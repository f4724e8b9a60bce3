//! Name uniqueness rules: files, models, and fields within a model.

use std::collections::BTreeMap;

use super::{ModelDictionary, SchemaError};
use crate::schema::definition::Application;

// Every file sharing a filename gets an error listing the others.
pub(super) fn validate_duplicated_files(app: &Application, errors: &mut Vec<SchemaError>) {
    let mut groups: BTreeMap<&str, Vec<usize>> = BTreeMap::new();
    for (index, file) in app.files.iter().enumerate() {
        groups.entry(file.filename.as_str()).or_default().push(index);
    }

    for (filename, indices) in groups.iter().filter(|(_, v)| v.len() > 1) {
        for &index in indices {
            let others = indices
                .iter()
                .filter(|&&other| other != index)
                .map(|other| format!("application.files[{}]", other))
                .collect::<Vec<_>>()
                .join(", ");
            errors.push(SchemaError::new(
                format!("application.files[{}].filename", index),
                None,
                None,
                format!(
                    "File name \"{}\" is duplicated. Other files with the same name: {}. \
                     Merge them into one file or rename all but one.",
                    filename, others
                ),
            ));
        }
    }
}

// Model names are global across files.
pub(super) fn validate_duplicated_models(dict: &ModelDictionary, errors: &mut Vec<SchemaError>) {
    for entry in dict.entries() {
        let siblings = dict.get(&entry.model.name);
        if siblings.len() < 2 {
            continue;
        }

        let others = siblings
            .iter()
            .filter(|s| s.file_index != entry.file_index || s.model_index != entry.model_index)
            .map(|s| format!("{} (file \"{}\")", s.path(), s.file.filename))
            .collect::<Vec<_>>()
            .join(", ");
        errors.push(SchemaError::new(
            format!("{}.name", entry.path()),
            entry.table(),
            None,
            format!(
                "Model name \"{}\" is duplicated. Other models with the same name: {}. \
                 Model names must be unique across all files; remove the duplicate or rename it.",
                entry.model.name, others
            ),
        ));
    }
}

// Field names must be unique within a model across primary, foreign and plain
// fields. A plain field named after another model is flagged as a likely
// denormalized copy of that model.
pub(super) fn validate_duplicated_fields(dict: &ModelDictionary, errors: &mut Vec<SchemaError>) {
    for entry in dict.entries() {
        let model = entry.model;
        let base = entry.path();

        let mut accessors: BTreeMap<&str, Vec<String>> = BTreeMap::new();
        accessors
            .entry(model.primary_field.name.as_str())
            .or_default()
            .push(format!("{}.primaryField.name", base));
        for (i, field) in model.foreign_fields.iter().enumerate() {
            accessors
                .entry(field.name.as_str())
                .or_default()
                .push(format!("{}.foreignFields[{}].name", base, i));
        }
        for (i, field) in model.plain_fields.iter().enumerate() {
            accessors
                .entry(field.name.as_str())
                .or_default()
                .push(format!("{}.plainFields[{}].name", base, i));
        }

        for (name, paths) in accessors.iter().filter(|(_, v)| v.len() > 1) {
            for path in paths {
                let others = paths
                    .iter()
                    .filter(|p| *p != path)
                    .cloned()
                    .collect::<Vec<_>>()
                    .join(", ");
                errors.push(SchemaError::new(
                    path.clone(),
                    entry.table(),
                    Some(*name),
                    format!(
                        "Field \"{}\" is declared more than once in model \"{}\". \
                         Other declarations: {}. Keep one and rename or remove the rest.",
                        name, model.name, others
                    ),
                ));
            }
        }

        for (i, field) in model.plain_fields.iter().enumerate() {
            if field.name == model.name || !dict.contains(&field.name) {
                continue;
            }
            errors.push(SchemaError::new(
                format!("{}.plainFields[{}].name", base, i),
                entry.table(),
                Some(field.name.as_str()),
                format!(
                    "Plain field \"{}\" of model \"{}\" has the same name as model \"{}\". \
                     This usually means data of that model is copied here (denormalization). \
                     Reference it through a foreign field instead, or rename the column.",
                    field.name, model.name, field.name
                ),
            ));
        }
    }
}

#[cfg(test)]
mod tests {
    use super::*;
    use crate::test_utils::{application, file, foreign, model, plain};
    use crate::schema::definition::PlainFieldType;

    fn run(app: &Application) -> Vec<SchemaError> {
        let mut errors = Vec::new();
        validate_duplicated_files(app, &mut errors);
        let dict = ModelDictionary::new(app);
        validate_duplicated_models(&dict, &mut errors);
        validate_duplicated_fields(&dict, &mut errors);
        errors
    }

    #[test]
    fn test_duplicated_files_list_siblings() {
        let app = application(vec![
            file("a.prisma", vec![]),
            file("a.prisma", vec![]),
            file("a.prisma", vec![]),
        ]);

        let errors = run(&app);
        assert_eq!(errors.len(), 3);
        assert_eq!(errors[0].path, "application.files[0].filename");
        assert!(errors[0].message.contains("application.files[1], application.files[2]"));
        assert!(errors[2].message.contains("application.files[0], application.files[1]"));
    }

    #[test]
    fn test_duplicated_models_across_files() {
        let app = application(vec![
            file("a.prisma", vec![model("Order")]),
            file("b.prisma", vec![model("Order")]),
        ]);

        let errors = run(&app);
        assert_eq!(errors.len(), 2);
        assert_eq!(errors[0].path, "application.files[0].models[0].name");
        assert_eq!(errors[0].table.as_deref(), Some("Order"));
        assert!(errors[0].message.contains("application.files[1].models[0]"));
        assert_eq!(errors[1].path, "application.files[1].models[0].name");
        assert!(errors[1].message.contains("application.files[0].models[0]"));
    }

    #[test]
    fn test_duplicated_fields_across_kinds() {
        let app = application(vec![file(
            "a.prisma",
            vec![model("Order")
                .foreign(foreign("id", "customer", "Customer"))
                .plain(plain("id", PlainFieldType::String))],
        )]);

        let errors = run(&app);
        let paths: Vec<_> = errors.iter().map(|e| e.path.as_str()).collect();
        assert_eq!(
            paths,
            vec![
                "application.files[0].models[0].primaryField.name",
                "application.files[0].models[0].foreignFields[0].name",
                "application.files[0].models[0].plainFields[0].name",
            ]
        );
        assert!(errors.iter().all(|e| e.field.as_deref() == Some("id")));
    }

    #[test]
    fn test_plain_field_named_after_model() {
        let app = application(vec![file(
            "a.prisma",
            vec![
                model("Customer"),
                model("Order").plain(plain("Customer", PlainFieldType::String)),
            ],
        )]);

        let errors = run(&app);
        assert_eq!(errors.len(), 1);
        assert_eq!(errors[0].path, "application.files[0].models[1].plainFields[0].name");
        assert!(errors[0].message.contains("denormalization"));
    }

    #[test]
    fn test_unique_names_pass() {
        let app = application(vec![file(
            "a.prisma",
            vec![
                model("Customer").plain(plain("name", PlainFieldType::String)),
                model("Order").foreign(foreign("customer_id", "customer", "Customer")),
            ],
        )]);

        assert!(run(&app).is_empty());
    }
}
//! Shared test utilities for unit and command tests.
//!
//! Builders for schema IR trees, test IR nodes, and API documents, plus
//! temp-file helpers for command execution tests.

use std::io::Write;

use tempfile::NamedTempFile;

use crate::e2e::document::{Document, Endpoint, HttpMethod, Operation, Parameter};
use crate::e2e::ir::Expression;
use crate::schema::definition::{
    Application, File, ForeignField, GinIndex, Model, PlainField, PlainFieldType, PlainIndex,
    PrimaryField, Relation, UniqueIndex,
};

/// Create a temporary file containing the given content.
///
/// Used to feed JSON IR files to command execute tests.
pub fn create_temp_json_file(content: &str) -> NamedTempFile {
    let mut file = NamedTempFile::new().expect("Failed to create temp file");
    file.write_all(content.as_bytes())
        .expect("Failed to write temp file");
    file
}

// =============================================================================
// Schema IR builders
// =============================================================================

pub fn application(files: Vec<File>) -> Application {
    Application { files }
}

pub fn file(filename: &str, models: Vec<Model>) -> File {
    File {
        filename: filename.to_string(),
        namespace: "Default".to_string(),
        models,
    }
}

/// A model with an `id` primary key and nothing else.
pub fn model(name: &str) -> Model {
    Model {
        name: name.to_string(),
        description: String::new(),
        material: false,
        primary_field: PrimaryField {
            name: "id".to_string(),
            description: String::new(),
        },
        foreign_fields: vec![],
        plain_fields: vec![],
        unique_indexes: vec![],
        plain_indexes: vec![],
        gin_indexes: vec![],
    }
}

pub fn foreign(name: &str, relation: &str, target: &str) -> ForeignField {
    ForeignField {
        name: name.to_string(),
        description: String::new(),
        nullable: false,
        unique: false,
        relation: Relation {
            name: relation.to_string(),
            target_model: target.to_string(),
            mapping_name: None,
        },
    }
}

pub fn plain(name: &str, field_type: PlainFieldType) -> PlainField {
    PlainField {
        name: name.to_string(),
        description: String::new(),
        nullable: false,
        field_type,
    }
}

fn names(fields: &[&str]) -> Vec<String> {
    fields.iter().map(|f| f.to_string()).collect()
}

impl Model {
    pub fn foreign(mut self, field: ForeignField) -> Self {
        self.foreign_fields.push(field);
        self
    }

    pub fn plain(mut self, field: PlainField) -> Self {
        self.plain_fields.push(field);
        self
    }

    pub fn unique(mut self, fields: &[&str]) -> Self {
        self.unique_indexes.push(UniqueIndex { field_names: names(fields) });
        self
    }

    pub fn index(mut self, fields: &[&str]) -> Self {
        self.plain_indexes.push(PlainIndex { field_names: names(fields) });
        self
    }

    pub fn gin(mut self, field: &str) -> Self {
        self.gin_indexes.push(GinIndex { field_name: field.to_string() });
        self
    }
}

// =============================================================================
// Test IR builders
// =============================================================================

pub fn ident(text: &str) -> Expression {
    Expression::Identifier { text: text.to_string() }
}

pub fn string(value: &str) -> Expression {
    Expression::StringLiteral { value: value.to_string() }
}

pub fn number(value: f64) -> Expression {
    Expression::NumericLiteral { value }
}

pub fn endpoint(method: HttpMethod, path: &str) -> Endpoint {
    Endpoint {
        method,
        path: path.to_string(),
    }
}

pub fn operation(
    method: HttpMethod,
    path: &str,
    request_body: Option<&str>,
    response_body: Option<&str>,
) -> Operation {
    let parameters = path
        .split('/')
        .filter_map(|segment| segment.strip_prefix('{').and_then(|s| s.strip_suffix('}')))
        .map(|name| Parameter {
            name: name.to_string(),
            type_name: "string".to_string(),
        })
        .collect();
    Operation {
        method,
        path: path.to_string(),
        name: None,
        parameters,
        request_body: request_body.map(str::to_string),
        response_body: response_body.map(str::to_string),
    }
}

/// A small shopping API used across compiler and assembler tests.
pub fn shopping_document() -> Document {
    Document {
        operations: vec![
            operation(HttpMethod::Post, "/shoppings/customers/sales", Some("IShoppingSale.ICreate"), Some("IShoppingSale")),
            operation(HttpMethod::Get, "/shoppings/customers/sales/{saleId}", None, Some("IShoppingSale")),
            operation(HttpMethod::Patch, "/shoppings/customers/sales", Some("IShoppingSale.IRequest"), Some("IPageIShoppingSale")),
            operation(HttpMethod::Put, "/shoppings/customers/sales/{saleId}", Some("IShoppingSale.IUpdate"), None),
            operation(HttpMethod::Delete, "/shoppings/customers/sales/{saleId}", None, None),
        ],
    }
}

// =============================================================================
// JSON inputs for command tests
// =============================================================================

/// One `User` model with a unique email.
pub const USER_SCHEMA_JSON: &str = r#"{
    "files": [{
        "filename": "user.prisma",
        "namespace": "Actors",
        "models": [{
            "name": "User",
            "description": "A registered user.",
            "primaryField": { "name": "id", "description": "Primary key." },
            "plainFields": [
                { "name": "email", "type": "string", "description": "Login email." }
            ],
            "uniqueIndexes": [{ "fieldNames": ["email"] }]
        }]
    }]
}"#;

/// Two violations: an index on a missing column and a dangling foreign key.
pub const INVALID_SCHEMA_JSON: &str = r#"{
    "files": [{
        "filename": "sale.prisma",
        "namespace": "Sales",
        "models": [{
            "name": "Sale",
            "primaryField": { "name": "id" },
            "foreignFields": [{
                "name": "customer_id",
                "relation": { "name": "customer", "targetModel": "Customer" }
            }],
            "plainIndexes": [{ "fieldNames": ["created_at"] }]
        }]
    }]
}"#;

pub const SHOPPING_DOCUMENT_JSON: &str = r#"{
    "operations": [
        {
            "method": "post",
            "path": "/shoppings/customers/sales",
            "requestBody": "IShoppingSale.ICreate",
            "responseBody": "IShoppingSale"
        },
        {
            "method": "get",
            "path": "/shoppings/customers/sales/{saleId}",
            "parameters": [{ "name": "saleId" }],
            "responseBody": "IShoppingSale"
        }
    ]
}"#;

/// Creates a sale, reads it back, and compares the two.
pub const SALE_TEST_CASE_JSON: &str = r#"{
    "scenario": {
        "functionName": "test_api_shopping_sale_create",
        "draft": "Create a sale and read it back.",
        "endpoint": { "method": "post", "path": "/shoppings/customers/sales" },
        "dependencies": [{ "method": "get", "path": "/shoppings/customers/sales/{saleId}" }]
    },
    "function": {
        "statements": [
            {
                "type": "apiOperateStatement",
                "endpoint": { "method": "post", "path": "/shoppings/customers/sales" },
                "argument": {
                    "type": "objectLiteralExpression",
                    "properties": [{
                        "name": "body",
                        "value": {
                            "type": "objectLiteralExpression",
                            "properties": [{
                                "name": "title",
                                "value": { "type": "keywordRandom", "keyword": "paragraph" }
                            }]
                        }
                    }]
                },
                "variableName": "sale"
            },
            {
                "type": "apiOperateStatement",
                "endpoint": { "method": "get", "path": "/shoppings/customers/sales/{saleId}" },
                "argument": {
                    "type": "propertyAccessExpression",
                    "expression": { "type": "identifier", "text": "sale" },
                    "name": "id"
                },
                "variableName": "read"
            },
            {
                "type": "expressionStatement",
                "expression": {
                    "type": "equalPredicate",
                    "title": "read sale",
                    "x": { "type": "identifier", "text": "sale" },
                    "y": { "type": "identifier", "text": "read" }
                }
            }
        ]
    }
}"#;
----
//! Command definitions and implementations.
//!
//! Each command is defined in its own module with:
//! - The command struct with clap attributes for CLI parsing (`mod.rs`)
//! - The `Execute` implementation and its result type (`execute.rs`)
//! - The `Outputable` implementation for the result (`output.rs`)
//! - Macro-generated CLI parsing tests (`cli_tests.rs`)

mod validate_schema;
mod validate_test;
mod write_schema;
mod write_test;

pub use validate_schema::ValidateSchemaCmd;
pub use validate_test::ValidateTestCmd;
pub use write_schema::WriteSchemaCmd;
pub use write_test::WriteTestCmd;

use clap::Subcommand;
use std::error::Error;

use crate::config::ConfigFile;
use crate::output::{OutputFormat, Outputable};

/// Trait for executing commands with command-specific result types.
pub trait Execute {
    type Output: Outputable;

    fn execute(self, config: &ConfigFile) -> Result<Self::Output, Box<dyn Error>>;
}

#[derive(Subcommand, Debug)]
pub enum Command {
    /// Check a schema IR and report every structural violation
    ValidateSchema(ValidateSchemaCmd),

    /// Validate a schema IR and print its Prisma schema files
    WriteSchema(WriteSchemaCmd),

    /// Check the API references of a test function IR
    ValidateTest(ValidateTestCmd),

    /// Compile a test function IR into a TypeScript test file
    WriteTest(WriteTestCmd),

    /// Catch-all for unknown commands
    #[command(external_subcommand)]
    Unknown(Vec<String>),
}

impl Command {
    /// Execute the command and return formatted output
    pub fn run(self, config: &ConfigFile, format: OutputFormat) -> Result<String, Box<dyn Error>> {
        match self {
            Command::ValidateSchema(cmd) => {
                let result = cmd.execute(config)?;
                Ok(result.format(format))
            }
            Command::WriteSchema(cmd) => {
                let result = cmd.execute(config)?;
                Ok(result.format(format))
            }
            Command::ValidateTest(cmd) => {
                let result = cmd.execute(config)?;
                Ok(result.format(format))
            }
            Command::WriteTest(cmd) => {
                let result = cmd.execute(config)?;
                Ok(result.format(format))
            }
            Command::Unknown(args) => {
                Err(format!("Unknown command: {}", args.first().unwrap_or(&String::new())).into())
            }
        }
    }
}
----
▶ **Assignment**
Across the data, find each line that has "Some" in it and copy that line.

▶ **Exercise result**
                    Some(*name),
                Some(field.name.as_str()),
        assert_eq!(errors[0].table.as_deref(), Some("Order"));
        assert!(errors.iter().all(|e| e.field.as_deref() == Some("id")));
            operation(HttpMethod::Post, "/shoppings/customers/sales", Some("IShoppingSale.ICreate"), Some("IShoppingSale")),
            operation(HttpMethod::Get, "/shoppings/customers/sales/{saleId}", None, Some("IShoppingSale")),
            operation(HttpMethod::Patch, "/shoppings/customers/sales", Some("IShoppingSale.IRequest"), Some("IPageIShoppingSale")),
            operation(HttpMethod::Put, "/shoppings/customers/sales/{saleId}", Some("IShoppingSale.IUpdate"), None),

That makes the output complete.